BEGIN

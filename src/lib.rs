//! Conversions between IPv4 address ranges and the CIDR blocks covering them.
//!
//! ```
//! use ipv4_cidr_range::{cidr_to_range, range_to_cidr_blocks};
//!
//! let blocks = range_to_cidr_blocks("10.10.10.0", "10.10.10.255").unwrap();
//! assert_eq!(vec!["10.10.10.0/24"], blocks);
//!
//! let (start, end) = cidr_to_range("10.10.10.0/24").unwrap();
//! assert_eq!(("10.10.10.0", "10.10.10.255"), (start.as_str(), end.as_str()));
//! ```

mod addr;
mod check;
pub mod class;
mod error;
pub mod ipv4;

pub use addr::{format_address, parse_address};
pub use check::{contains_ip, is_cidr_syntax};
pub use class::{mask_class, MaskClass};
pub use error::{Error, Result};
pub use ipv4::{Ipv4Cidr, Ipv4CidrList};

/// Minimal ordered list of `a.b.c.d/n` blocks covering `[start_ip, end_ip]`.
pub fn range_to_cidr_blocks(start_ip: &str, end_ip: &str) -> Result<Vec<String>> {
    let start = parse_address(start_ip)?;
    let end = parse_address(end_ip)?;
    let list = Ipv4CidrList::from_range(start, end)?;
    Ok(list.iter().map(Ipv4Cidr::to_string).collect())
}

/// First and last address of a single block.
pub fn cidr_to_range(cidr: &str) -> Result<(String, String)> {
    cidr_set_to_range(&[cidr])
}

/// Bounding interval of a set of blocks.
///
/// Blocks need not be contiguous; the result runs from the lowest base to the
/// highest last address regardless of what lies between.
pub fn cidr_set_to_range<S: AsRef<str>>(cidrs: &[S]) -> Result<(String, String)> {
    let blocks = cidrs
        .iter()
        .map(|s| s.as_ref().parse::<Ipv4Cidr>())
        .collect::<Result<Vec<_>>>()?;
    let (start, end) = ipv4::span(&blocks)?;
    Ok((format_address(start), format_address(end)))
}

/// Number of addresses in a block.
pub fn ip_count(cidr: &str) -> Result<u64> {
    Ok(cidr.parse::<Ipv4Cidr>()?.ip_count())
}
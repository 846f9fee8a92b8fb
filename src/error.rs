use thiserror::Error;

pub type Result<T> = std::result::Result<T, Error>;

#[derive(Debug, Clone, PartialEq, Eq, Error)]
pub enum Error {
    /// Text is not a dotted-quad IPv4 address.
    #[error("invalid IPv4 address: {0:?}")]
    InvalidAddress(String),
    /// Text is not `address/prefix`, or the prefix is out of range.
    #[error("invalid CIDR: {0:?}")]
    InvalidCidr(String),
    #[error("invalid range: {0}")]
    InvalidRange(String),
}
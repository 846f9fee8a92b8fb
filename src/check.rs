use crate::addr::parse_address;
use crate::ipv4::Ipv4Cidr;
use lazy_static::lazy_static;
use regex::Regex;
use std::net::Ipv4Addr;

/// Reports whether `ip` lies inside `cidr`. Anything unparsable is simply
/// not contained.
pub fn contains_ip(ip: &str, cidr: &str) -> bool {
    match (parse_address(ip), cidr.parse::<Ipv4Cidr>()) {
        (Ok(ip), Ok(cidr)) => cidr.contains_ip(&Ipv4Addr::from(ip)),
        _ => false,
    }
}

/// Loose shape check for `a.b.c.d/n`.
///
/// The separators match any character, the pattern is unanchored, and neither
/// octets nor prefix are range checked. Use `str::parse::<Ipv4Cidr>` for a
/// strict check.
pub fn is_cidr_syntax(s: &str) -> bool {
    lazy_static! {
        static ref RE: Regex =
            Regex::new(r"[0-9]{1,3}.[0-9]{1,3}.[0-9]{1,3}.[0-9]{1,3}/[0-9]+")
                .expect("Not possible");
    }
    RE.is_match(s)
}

END
BEGIN

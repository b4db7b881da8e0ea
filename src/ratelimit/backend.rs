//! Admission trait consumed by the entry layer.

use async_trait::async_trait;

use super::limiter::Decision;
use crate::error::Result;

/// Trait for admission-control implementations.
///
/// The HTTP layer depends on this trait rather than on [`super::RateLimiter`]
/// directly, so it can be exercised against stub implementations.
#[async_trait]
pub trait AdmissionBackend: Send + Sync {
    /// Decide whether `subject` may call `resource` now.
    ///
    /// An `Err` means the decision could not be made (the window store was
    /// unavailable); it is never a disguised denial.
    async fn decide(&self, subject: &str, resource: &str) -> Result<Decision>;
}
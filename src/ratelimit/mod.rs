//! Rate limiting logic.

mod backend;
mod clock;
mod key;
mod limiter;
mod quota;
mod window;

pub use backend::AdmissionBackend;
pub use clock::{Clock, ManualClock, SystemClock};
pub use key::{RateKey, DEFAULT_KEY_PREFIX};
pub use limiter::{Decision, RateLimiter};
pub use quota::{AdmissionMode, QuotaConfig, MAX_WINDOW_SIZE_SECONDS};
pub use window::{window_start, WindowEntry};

END

- [About this exercise]: Locate the word "implementations" in the records and collect each line it appears in.

- [Expected output]:
/// Trait for admission-control implementations.
/// directly, so it can be exercised against stub implementations.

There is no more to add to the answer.